Stellenweise beweisen die Produzenten ein Fingerspitzengefühl, welches im Fernsehgeschäft nicht überall zu finden ist. So werden einzelne von den Protagonisten geäußerte Sätze zur besseren Verständlichkeit als Text eingeblendet – allerdings nicht wie klassische Untertitel, sondern in großen peppigen Schriften, wodurch die Maßnahme eher wie ein visuelles Stilmittel wirkt. Gleichzeitig werden aber auch Knackpunkte nicht verschwiegen: Das oft mit dem Down-Syndrom einhergehende suboptimale Gefühl für Zahlen bereitet der Restaurantcrew z.B. beim Kassieren große Schwierigkeiten. Im TV werden deshalb die Lokalgäste gebeten, beim Zahlvorgang „zu helfen“. Ob sich auf dem ersten Arbeitsmarkt Inklusion mit solchen Kniffen umsetzen ließe, können erfahrene Gastronomen sicher besser beurteilen als der Autor dieses Artikels. Letzterer sieht die Sendung jedoch mit den Augen eines langjährigen Fernsehmachers.

Dass sogenannte Doku-Serien nur bedingt realistisch sind, sollte inzwischen bekannt sein – auch hier wird den Protagonisten nicht selten ein gewisses Verhalten vorgegeben, zudem agieren viele Menschen im Beisein von Kameras ohnehin anders als sonst. Die VOX-Sendung spricht letzteres auch direkt an – die gewählten Perspektiven lassen zudem vermuten, dass oft aus der Distanz gefilmt wurde, um möglichst natürliche Reaktionen einzufangen. Stellenweise scheinen die Redeanteile in den Folgen ungleich verteilt: Tim Mälzer und die anderen Betreuer liefern längere Kommentare, während von den Menschen mit Beeinträchtigung nur kurze situative Wortfetzen zu hören sind. Das lässt den Inklusions- und Gleichstellungsgedanken manchmal in den Hintergrund treten.
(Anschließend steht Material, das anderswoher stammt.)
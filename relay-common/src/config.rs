//! Configuration management for the relay.
//!
//! The relay reads an optional file at `~/.vllm-relay/config.json` and then
//! applies environment variable overrides on top of it.
//!
//! # Configuration Priority
//!
//! 1. Environment variables
//! 2. Explicit config file values
//! 3. Default values
//!
//! # Environment Variable Mapping
//!
//! ## Telegram
//! - `TELEGRAM_BOT_TOKEN` → telegram.bot_token (required)
//! - `TELEGRAM_ALLOWED_USERS` → telegram.allowed_users (comma separated)
//!
//! ## Inference endpoint
//! - `VLLM_BASE_URL` → inference.base_url
//! - `VLLM_API_KEY` → inference.api_key
//! - `VLLM_MODEL` → inference.model
//! - `VLLM_TEMPERATURE` → inference.temperature
//! - `VLLM_MAX_TOKENS` → inference.max_tokens
//! - `VLLM_TIMEOUT_SECS` → inference.timeout_secs
//!
//! ## Conversation
//! - `RELAY_HISTORY_DEPTH` → conversation.history_depth
//! - `RELAY_MAX_MESSAGE_LEN` → conversation.max_message_len
//! - `RELAY_SYSTEM_PROMPT` → conversation.system_prompt
//!
//! ## Logging
//! - `RELAY_LOG_LEVEL` → observability.log_level
//! - `RELAY_LOG_FORMAT` → observability.log_format

use crate::error::Error;
use anyhow::{Context, Result};
use serde::{Deserialize, Serialize};
use std::fs;
use std::path::{Path, PathBuf};
use std::str::FromStr;

/// Get the configuration directory path.
pub fn config_dir() -> PathBuf {
    directories::UserDirs::new().map_or_else(
        || PathBuf::from(".vllm-relay"),
        |dirs| dirs.home_dir().join(".vllm-relay"),
    )
}

/// Get the configuration file path.
pub fn config_path() -> PathBuf {
    config_dir().join("config.json")
}

/// Root configuration structure.
#[derive(Debug, Clone, Serialize, Deserialize, Default)]
pub struct Config {
    /// Telegram bot settings
    #[serde(default)]
    pub telegram: TelegramConfig,

    /// Inference endpoint settings
    #[serde(default)]
    pub inference: InferenceConfig,

    /// History and reply settings
    #[serde(default)]
    pub conversation: ConversationConfig,

    /// Observability configuration
    #[serde(default)]
    pub observability: ObservabilityConfig,
}

impl Config {
    /// Load configuration from a specific path.
    pub fn load_from(path: &Path) -> Result<Self> {
        let content = fs::read_to_string(path)
            .with_context(|| format!("Failed to read config from {}", path.display()))?;

        serde_json::from_str(&content)
            .with_context(|| format!("Failed to parse config from {}", path.display()))
    }

    /// Load `~/.vllm-relay/config.json` (defaults if absent), apply
    /// environment overrides and validate.
    ///
    /// Runs before logging is set up, so it does not log; every failure
    /// comes back as a configuration error.
    pub fn load_checked() -> crate::Result<Self> {
        Self::load_checked_from(&config_path(), |key| std::env::var(key).ok())
    }

    /// Like `load_checked`, with an explicit file and variable lookup.
    pub fn load_checked_from<F>(path: &Path, lookup: F) -> crate::Result<Self>
    where
        F: Fn(&str) -> Option<String>,
    {
        let mut config = if path.exists() {
            Self::load_from(path).map_err(|e| Error::Config(format!("{e:#}")))?
        } else {
            Self::default()
        };

        config.apply_overrides_from(lookup);
        config
            .validate()
            .map_err(|e| Error::from(e).with_context("Invalid configuration"))?;

        Ok(config)
    }

    /// Apply overrides using an arbitrary variable lookup.
    pub fn apply_overrides_from<F>(&mut self, lookup: F)
    where
        F: Fn(&str) -> Option<String>,
    {
        if let Some(token) = lookup("TELEGRAM_BOT_TOKEN") {
            self.telegram.bot_token = Some(token);
        }
        if let Some(users) = lookup("TELEGRAM_ALLOWED_USERS") {
            self.telegram.allowed_users = users
                .split(',')
                .map(str::trim)
                .filter(|u| !u.is_empty())
                .map(String::from)
                .collect();
        }

        if let Some(url) = lookup("VLLM_BASE_URL") {
            self.inference.base_url = url;
        }
        if let Some(key) = lookup("VLLM_API_KEY") {
            self.inference.api_key = key;
        }
        if let Some(model) = lookup("VLLM_MODEL") {
            self.inference.model = model;
        }
        parse_override(&lookup, "VLLM_TEMPERATURE", &mut self.inference.temperature);
        parse_override(&lookup, "VLLM_MAX_TOKENS", &mut self.inference.max_tokens);
        parse_override(&lookup, "VLLM_TIMEOUT_SECS", &mut self.inference.timeout_secs);

        parse_override(
            &lookup,
            "RELAY_HISTORY_DEPTH",
            &mut self.conversation.history_depth,
        );
        parse_override(
            &lookup,
            "RELAY_MAX_MESSAGE_LEN",
            &mut self.conversation.max_message_len,
        );
        if let Some(prompt) = lookup("RELAY_SYSTEM_PROMPT") {
            self.conversation.system_prompt = prompt;
        }

        if let Some(level) = lookup("RELAY_LOG_LEVEL") {
            self.observability.log_level = level;
        }
        if let Some(format) = lookup("RELAY_LOG_FORMAT") {
            self.observability.log_format = format;
        }
    }

    /// Get the Telegram bot token, treating blank values as absent.
    pub fn telegram_bot_token(&self) -> Option<&str> {
        self.telegram
            .bot_token
            .as_deref()
            .map(str::trim)
            .filter(|t| !t.is_empty())
    }
}

fn parse_override<F, T>(lookup: &F, key: &str, target: &mut T)
where
    F: Fn(&str) -> Option<String>,
    T: FromStr,
{
    let Some(raw) = lookup(key) else {
        return;
    };
    match raw.trim().parse() {
        Ok(value) => *target = value,
        Err(_) => tracing::warn!(variable = key, value = %raw, "Ignoring unparsable override"),
    }
}

// ============================================================================
// Telegram
// ============================================================================

/// Telegram channel configuration.
#[derive(Debug, Clone, Serialize, Deserialize)]
pub struct TelegramConfig {
    /// Bot API token. Required at startup.
    #[serde(default, skip_serializing_if = "Option::is_none")]
    pub bot_token: Option<String>,

    /// Usernames or numeric user ids allowed to talk to the bot (`*` = anyone)
    #[serde(default = "default_allowed_users")]
    pub allowed_users: Vec<String>,

    /// Long-poll timeout for `getUpdates`
    #[serde(default = "default_poll_timeout")]
    pub poll_timeout_secs: u64,
}

impl Default for TelegramConfig {
    fn default() -> Self {
        Self {
            bot_token: None,
            allowed_users: default_allowed_users(),
            poll_timeout_secs: default_poll_timeout(),
        }
    }
}

fn default_allowed_users() -> Vec<String> {
    vec!["*".to_string()]
}

fn default_poll_timeout() -> u64 {
    30
}

// ============================================================================
// Inference
// ============================================================================

/// OpenAI-compatible inference endpoint configuration.
#[derive(Debug, Clone, Serialize, Deserialize)]
pub struct InferenceConfig {
    /// Base URL including the API version prefix
    #[serde(default = "default_base_url")]
    pub base_url: String,

    #[serde(default = "default_api_key")]
    pub api_key: String,

    #[serde(default = "default_model")]
    pub model: String,

    #[serde(default = "default_temperature")]
    pub temperature: f64,

    /// Maximum output tokens per reply
    #[serde(default = "default_max_tokens")]
    pub max_tokens: u32,

    /// Ask the chat template to skip the reasoning ("thinking") section
    #[serde(default = "default_true")]
    pub disable_thinking: bool,

    /// Whole-request timeout for one completion call
    #[serde(default = "default_timeout_secs")]
    pub timeout_secs: u64,
}

impl Default for InferenceConfig {
    fn default() -> Self {
        Self {
            base_url: default_base_url(),
            api_key: default_api_key(),
            model: default_model(),
            temperature: default_temperature(),
            max_tokens: default_max_tokens(),
            disable_thinking: true,
            timeout_secs: default_timeout_secs(),
        }
    }
}

fn default_base_url() -> String {
    "http://localhost:8555/v1".to_string()
}

fn default_api_key() -> String {
    "EMPTY".to_string()
}

fn default_model() -> String {
    "Qwen/Qwen3-14b".to_string()
}

fn default_temperature() -> f64 {
    0.7
}

fn default_max_tokens() -> u32 {
    512
}

fn default_timeout_secs() -> u64 {
    120
}

fn default_true() -> bool {
    true
}

// ============================================================================
// Conversation
// ============================================================================

/// History depth, reply chunking and the fixed user-facing texts.
#[derive(Debug, Clone, Serialize, Deserialize)]
pub struct ConversationConfig {
    /// Maximum number of stored turns per user
    #[serde(default = "default_history_depth")]
    pub history_depth: usize,

    /// Maximum characters per outgoing message
    #[serde(default = "default_max_message_len")]
    pub max_message_len: usize,

    #[serde(default = "default_system_prompt")]
    pub system_prompt: String,

    /// Reply to `/start`
    #[serde(default = "default_greeting")]
    pub greeting: String,

    /// Reply to `/reset`
    #[serde(default = "default_reset_message")]
    pub reset_message: String,

    /// Sent when the inference call fails
    #[serde(default = "default_error_message")]
    pub error_message: String,
}

impl Default for ConversationConfig {
    fn default() -> Self {
        Self {
            history_depth: default_history_depth(),
            max_message_len: default_max_message_len(),
            system_prompt: default_system_prompt(),
            greeting: default_greeting(),
            reset_message: default_reset_message(),
            error_message: default_error_message(),
        }
    }
}

fn default_history_depth() -> usize {
    6
}

fn default_max_message_len() -> usize {
    4096
}

fn default_system_prompt() -> String {
    "You are a helpful assistant. Answer briefly and to the point.".to_string()
}

fn default_greeting() -> String {
    "Hi! Send me a text message and I will answer using the language model.".to_string()
}

fn default_reset_message() -> String {
    "Conversation history cleared.".to_string()
}

fn default_error_message() -> String {
    concat!(
        "Sorry, something went wrong while processing your request. ",
        "Please check the inference server settings."
    )
    .to_string()
}

// ============================================================================
// Observability
// ============================================================================

/// Observability configuration.
#[derive(Debug, Clone, Serialize, Deserialize)]
pub struct ObservabilityConfig {
    /// Log level (trace, debug, info, warn, error)
    /// Aliases: "level"
    #[serde(default = "default_log_level", alias = "level")]
    pub log_level: String,

    /// Log format (json, pretty)
    /// Aliases: "format"
    #[serde(default = "default_log_format", alias = "format")]
    pub log_format: String,

    /// Additional module targets to set to `warn`.
    #[serde(default)]
    pub excluded_targets: Vec<String>,
}

impl Default for ObservabilityConfig {
    fn default() -> Self {
        Self {
            log_level: default_log_level(),
            log_format: default_log_format(),
            excluded_targets: Vec::new(),
        }
    }
}

fn default_log_level() -> String {
    "info".to_string()
}

fn default_log_format() -> String {
    "pretty".to_string()
}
Leider setzt „Zum Schwarzwälder Hirsch“ regelmäßig auf die überstrapazierten Stilmittel anderer Doku-Formate im Privatfernsehen. Gerade Menschen mit Down-Syndrom bringen ihre Gefühle aber oft relativ „ungefiltert“ zum Ausdruck – deshalb bräuchte es keine über-emotionale Hintergrundmusik oder dramatische Bildschwarzblenden, um diese Emotionen zu transportieren. Alles in allem kommt die Serie zwar als „durchwachsenes Menü“ daher, es ist jedoch sehr zu begrüßen, dass diese Idee überhaupt im Fernsehen serviert wird.